RNA-seq reveals conservation of function among the yolk sacs of human, mouse, and chicken

Abstract

The yolk sac is phylogenetically the oldest of the extraembryonic membranes. The human embryo retains a yolk sac, which goes through primary and secondary phases of development, but its importance is controversial. Although it is known to synthesize proteins, its transport functions are widely considered vestigial. Here, we report RNA-sequencing (RNA-seq) data for the human and murine yolk sacs and compare those data with data for the chicken. We also relate the human RNA-seq data to proteomic data for the coelomic fluid bathing the yolk sac. Conservation of transcriptomes across the species indicates that the human secondary yolk sac likely performs key functions early in development, particularly uptake and processing of macro- and micronutrients, many of which are found in coelomic fluid. More generally, our findings shed light on evolutionary mechanisms that give rise to complex structures such as the placenta. We identify genetic modules that are conserved across mammals and birds, suggesting these modules are part of the core amniote genetic repertoire and are the building blocks for both oviparous and viviparous reproductive modes. We propose that although a choriovitelline placenta is never established physically in the human, the placental villi, the exocoelomic cavity, and the secondary yolk sac function together as a physiological equivalent.
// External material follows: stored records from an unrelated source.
use anyhow::{Context, Result};
use async_trait::async_trait;
use chrono::{DateTime, Utc};
use serde_json::Value;
use sqlx::{
    sqlite::{SqliteConnectOptions, SqlitePoolOptions},
    Pool, Row, Sqlite,
};
use std::{
    collections::HashMap,
    fs,
    path::{Path, PathBuf},
    str::FromStr,
};
use tokio::sync::Mutex;

use shared::domain::{EntryId, FieldId, FieldKey};

mod field_store;

pub use field_store::{FieldChange, FieldHandle, FieldStore};

/// Summary of one stored field, without its value.
#[derive(Debug, Clone, PartialEq, Eq)]
pub struct StoredField {
    pub key: FieldKey,
    pub updated_at: DateTime<Utc>,
}

/// Durable home of field values. Implementations only move raw JSON; they
/// never interpret the table inside.
#[async_trait]
pub trait FieldBackend: Send + Sync {
    async fn load_value(&self, key: &FieldKey) -> Result<Option<Value>>;
    async fn save_value(&self, key: &FieldKey, value: &Value) -> Result<()>;
    async fn list_fields(&self) -> Result<Vec<StoredField>>;
}

#[derive(Default)]
pub struct MemoryBackend {
    values: Mutex<HashMap<FieldKey, (Value, DateTime<Utc>)>>,
}

impl MemoryBackend {
    pub fn new() -> Self {
        Self::default()
    }
}

#[async_trait]
impl FieldBackend for MemoryBackend {
    async fn load_value(&self, key: &FieldKey) -> Result<Option<Value>> {
        let values = self.values.lock().await;
        Ok(values.get(key).map(|(value, _)| value.clone()))
    }

    async fn save_value(&self, key: &FieldKey, value: &Value) -> Result<()> {
        let mut values = self.values.lock().await;
        values.insert(key.clone(), (value.clone(), Utc::now()));
        Ok(())
    }

    async fn list_fields(&self) -> Result<Vec<StoredField>> {
        let values = self.values.lock().await;
        let mut fields: Vec<StoredField> = values
            .iter()
            .map(|(key, (_, updated_at))| StoredField {
                key: key.clone(),
                updated_at: *updated_at,
            })
            .collect();
        fields.sort_by(|a, b| a.key.cmp(&b.key));
        Ok(fields)
    }
}

#[derive(Clone)]
pub struct SqliteBackend {
    pool: Pool<Sqlite>,
}

impl SqliteBackend {
    pub async fn new(database_url: &str) -> Result<Self> {
        ensure_sqlite_parent_dir_exists(database_url)?;

        // Every connection to `sqlite::memory:` opens its own database.
        let max_connections = if database_url.starts_with("sqlite::memory:") {
            1
        } else {
            5
        };
        let connect_options = SqliteConnectOptions::from_str(database_url)?.create_if_missing(true);
        let pool = SqlitePoolOptions::new()
            .max_connections(max_connections)
            .connect_with(connect_options)
            .await?;

        let backend = Self { pool };
        backend.ensure_schema().await?;
        Ok(backend)
    }

    pub async fn health_check(&self) -> Result<()> {
        let _: i64 = sqlx::query_scalar("SELECT 1")
            .fetch_one(&self.pool)
            .await
            .context("sqlite ping failed")?;
        Ok(())
    }

    async fn ensure_schema(&self) -> Result<()> {
        sqlx::query(
            r#"
            CREATE TABLE IF NOT EXISTS field_values (
                entry_id   TEXT NOT NULL,
                field_id   TEXT NOT NULL,
                value_json TEXT NOT NULL,
                updated_at TEXT NOT NULL,
                PRIMARY KEY (entry_id, field_id)
            )
            "#,
        )
        .execute(&self.pool)
        .await
        .context("failed to ensure field_values table exists")?;
        Ok(())
    }
}

#[async_trait]
impl FieldBackend for SqliteBackend {
    async fn load_value(&self, key: &FieldKey) -> Result<Option<Value>> {
        let row = sqlx::query(
            "SELECT value_json FROM field_values WHERE entry_id = ? AND field_id = ?",
        )
        .bind(key.entry_id.as_str())
        .bind(key.field_id.as_str())
        .fetch_optional(&self.pool)
        .await
        .with_context(|| format!("failed to load field {key}"))?;

        let Some(row) = row else {
            return Ok(None);
        };
        let raw: String = row.try_get("value_json")?;
        let value = serde_json::from_str(&raw)
            .with_context(|| format!("stored value of field {key} is not valid JSON"))?;
        Ok(Some(value))
    }

    async fn save_value(&self, key: &FieldKey, value: &Value) -> Result<()> {
        let raw = serde_json::to_string(value)?;
        sqlx::query(
            "INSERT INTO field_values (entry_id, field_id, value_json, updated_at)
             VALUES (?, ?, ?, ?)
             ON CONFLICT(entry_id, field_id) DO UPDATE SET
                value_json = excluded.value_json,
                updated_at = excluded.updated_at",
        )
        .bind(key.entry_id.as_str())
        .bind(key.field_id.as_str())
        .bind(raw)
        .bind(Utc::now())
        .execute(&self.pool)
        .await
        .with_context(|| format!("failed to save field {key}"))?;
        Ok(())
    }

    async fn list_fields(&self) -> Result<Vec<StoredField>> {
        let rows = sqlx::query(
            "SELECT entry_id, field_id, updated_at FROM field_values ORDER BY entry_id, field_id",
        )
        .fetch_all(&self.pool)
        .await
        .context("failed to list stored fields")?;

        rows.into_iter()
            .map(|row| -> Result<StoredField> {
                Ok(StoredField {
                    key: FieldKey {
                        entry_id: EntryId(row.try_get("entry_id")?),
                        field_id: FieldId(row.try_get("field_id")?),
                    },
                    updated_at: row.try_get("updated_at")?,
                })
            })
            .collect()
    }
}

fn ensure_sqlite_parent_dir_exists(database_url: &str) -> Result<()> {
    let Some(path) = sqlite_path(database_url) else {
        return Ok(());
    };

    let Some(parent) = path.parent() else {
        return Ok(());
    };

    fs::create_dir_all(parent).with_context(|| {
        format!(
            "failed to create parent directory '{}' for database url '{database_url}'",
            parent.display()
        )
    })?;

    Ok(())
}

fn sqlite_path(database_url: &str) -> Option<PathBuf> {
    if database_url.starts_with("sqlite::memory:") || !database_url.starts_with("sqlite:") {
        return None;
    }

    let path = database_url
        .trim_start_matches("sqlite://")
        .trim_start_matches("sqlite:")
        .split('?')
        .next()
        .unwrap_or_default();

    if path.is_empty() {
        return None;
    }

    Some(Path::new(path).to_path_buf())
}

#[cfg(test)]
#[path = "tests/lib_tests.rs"]
mod tests;
//! Patient record store
//!
//! Owns the primary spreadsheet file: creation, full reads, appends and
//! export snapshots. The file format has no incremental append, so every
//! append is a read-modify-write cycle over the whole sheet; a store-scoped
//! mutex serializes writers so a rapid double-submit cannot drop a row.

use std::path::{Path, PathBuf};
use std::sync::Arc;

use tokio::fs;
use tokio::sync::Mutex;
use tokio::task;

use crate::config::{StoreConfig, SHEET_NAME};
use crate::error::{AppError, Result};

use super::codec::{self, ColumnSchema};
use super::models::PatientRecord;
use super::workbook;

/// Store for patient visit records
#[derive(Clone)]
pub struct PatientStore {
    store_path: PathBuf,
    export_dir: PathBuf,
    write_lock: Arc<Mutex<()>>,
}

impl PatientStore {
    /// Create a store over the given locations. No file I/O happens here;
    /// the primary file is created lazily on first write.
    pub fn new(config: StoreConfig) -> Self {
        Self {
            store_path: config.store_path(),
            export_dir: config.export_dir,
            write_lock: Arc::new(Mutex::new(())),
        }
    }

    /// Path of the primary store file
    pub fn store_path(&self) -> &Path {
        &self.store_path
    }

    /// Whether the primary file is present. Access failures count as absent.
    pub async fn exists(&self) -> bool {
        fs::try_exists(&self.store_path).await.unwrap_or(false)
    }

    /// Reset the store to an empty state: ensure the directory exists and
    /// write a fresh header-only file, replacing any prior content.
    pub async fn initialize(&self) -> Result<()> {
        let _guard = self.write_lock.lock().await;
        self.write_fresh().await?;
        tracing::info!("Store initialized at: {:?}", self.store_path);
        Ok(())
    }

    /// Read all records, newest first. A missing file is an empty dataset,
    /// not an error, and is not created here.
    pub async fn list(&self) -> Result<Vec<PatientRecord>> {
        if !self.exists().await {
            return Ok(Vec::new());
        }

        let path = self.store_path.clone();
        let rows =
            task::spawn_blocking(move || workbook::read_sheet_rows(&path, SHEET_NAME)).await??;

        let mut rows = rows.into_iter();
        let Some(header) = rows.next() else {
            return Ok(Vec::new());
        };
        let schema = ColumnSchema::from_header(&header);

        let mut records: Vec<PatientRecord> =
            rows.filter_map(|row| schema.decode(&row)).collect();
        // stored oldest first, returned newest first
        records.reverse();

        tracing::debug!("Read {} records from store", records.len());
        Ok(records)
    }

    /// Append one record, creating the file first if it is missing. The
    /// whole read-modify-write cycle runs under the store write lock.
    pub async fn append(&self, record: PatientRecord) -> Result<()> {
        let _guard = self.write_lock.lock().await;

        if !self.exists().await {
            tracing::info!("Store file missing, creating before append");
            self.write_fresh().await?;
        }

        let path = self.store_path.clone();
        let mut rows =
            task::spawn_blocking(move || workbook::read_sheet_rows(&path, SHEET_NAME)).await??;
        if rows.is_empty() {
            rows.push(codec::header_row());
        }
        rows.push(codec::encode_row(&record));

        let path = self.store_path.clone();
        task::spawn_blocking(move || workbook::write_sheet_rows(&path, SHEET_NAME, &rows))
            .await??;

        tracing::debug!("Appended record for {:?}", record.name);
        Ok(())
    }

    /// Write the given records, in caller order, to a new workbook under
    /// the export directory. The primary file is never touched.
    pub async fn export_snapshot(
        &self,
        records: &[PatientRecord],
        filename: &str,
    ) -> Result<PathBuf> {
        if filename.trim().is_empty() {
            return Err(AppError::Validation("export filename is empty".to_string()));
        }

        fs::create_dir_all(&self.export_dir).await?;
        let export_path = self.export_dir.join(filename);

        let mut rows = Vec::with_capacity(records.len() + 1);
        rows.push(codec::header_row());
        rows.extend(records.iter().map(codec::encode_row));

        let path = export_path.clone();
        task::spawn_blocking(move || workbook::write_sheet_rows(&path, SHEET_NAME, &rows))
            .await??;

        tracing::info!("Exported {} records to {:?}", records.len(), export_path);
        Ok(export_path)
    }

    async fn write_fresh(&self) -> Result<()> {
        if let Some(parent) = self.store_path.parent() {
            fs::create_dir_all(parent).await?;
        }
        let path = self.store_path.clone();
        task::spawn_blocking(move || {
            workbook::write_sheet_rows(&path, SHEET_NAME, &[codec::header_row()])
        })
        .await??;
        Ok(())
    }
}
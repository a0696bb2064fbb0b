//! Patient register commands
//!
//! Store lifecycle, intake registration, stats, filtering and export. Write
//! failures surface to the UI as `false` so it can alert the operator; read
//! failures surface as an empty list, indistinguishable from an empty store.

use std::path::PathBuf;

use crate::app::AppState;
use crate::services::{PatientFilter, VisitStats};
use crate::store::{PatientIntake, PatientRecord};

/// Whether the primary store file exists on disk
pub async fn check_store_exists(state: &AppState) -> bool {
    state.store.exists().await
}

/// Reset the store to a fresh header-only file
pub async fn initialize_store(state: &AppState) -> bool {
    match state.store.initialize().await {
        Ok(()) => true,
        Err(error) => {
            tracing::error!("Failed to initialize store: {error}");
            false
        }
    }
}

/// All records, newest first
pub async fn read_patients(state: &AppState) -> Vec<PatientRecord> {
    match state.patients_service.list_patients().await {
        Ok(records) => records,
        Err(error) => {
            tracing::error!("Failed to read patients: {error}");
            Vec::new()
        }
    }
}

/// Register a new visit
pub async fn write_patient(state: &AppState, intake: PatientIntake) -> bool {
    match state.patients_service.register_patient(intake).await {
        Ok(record) => {
            tracing::debug!("Stored patient {}", record.ip_no);
            true
        }
        Err(error) => {
            tracing::error!("Failed to write patient: {error}");
            false
        }
    }
}

/// Export the given records under the supplied filename
pub async fn export_patients(
    state: &AppState,
    records: Vec<PatientRecord>,
    filename: String,
) -> Option<PathBuf> {
    match state
        .patients_service
        .export_patients(&records, &filename)
        .await
    {
        Ok(path) => Some(path),
        Err(error) => {
            tracing::error!("Failed to export patients: {error}");
            None
        }
    }
}

/// Dashboard stat-card counts; failures read as zero visits
pub async fn get_visit_stats(state: &AppState) -> VisitStats {
    match state.patients_service.visit_stats().await {
        Ok(stats) => stats,
        Err(error) => {
            tracing::error!("Failed to compute visit stats: {error}");
            VisitStats::default()
        }
    }
}

/// Records matching the given filter, newest first
pub async fn filter_patients(state: &AppState, filter: PatientFilter) -> Vec<PatientRecord> {
    match state.patients_service.filter_patients(&filter).await {
        Ok(records) => records,
        Err(error) => {
            tracing::error!("Failed to filter patients: {error}");
            Vec::new()
        }
    }
}

/// Filter and export with a timestamped filename
pub async fn export_filtered_patients(
    state: &AppState,
    filter: PatientFilter,
) -> Option<PathBuf> {
    match state.patients_service.export_filtered(&filter).await {
        Ok(path) => Some(path),
        Err(error) => {
            tracing::error!("Failed to export filtered patients: {error}");
            None
        }
    }
}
Keywords: evolution; placenta; yolk sac.

Fig. 1.

Chord plot illustrating the GO biological process terms that include “cholesterol” and that are overrepresented in the 400 most abundant yolk sac transcripts (Right) and the genes contributing to that enrichment (Left) arranged in order of their expression level.

Fig. 2.

Chord plot illustrating proteins present in the coelomic fluid that relate to GO biological process terms involving “cholesterol” and “lipid transport.” The presence of these proteins is consistent with the high level of their transcripts in the human yolk sac illustrated in Fig. 1.

Fig. 3.

Immunolocalization of ABCA1 and SLC39A7/ZIP7 transporter proteins in the human yolk sac at gestational age 11 wk. Sections were immunostained with anti-ABCA1 or anti-ZIP7 antibodies. In both cases, staining was present in the inner endodermal and outer mesothelial layers, although it was stronger in the former.

Fig. 4.

Venn diagram comparing the most abundant 400 transcripts in the human yolk sac with first-trimester placental villi and adult liver, lung, and kidney. Transcripts shared by all five tissues (n = 83) principally encoded housekeeping proteins, whereas those shared uniquely with liver (n = 35) encoded proteins involved in cholesterol and lipid metabolism, suggesting that the yolk sac may perform these functions while the fetal liver develops. By contrast, there are few transcripts shared uniquely with the kidney (n = 5), suggesting that the yolk sac plays little role in excretion.

Fig. 5.

Chord plot connecting GO biological process terms associated with “lipid metabolism” and genes encoding transcripts that are shared by the human yolk sac and adult liver. The overlap suggests the yolk sac may perform hepatic functions while the fetal liver differentiates.

Fig. 6.

Venn diagrams illustrating the overlap among overrepresented GO terms associated with the 400 most abundant transcripts in each of the human, mouse, and chicken yolk sacs. (A) Biological process terms. (B) Cellular component terms. (C) Molecular function terms. The considerable overlap among the species in all three categories suggests conservation of functions.

Fig. 7.

Diagrammatic comparison of the nutrient pathway during early pregnancy in the mouse (A) and the speculated pathway in the human (B). In the mouse, histotrophic secretions (green) released from the endometrial glands are phagocytosed (step 1) by the endodermal cells of the visceral layer of the inverted yolk sac. Following fusion with lysosomes (step 2), digestion of maternal proteins leads to release of amino acids that are transported (step 3) to the fetal circulation (FC). In the human, histotrophic secretions are released from the endometrial glands through the developing basal plate of the placenta into the intervillous space (IVS) and are phagocytosed (step 1) by the syncytiotrophoblast (STB) (42). We speculate that following digestion by lysosomal enzymes (step 2), free amino acids are transported (step 3) by efflux transporters to the coelomic fluid (CF), where they accumulate. Nutrients in the CF may be taken up by the mesothelial cells (M) of the yolk sac and transported (step 4) into the fetal circulation (FC). Alternatively, they may diffuse into the cavity of the yolk sac and be taken up by the endodermal cells (step 5). Some intact maternal proteins may also be released into the CF by exocytosis of residual bodies (step 6) and may be engulfed by the mesothelial cells (step 7). CTB, cytotrophoblast cells.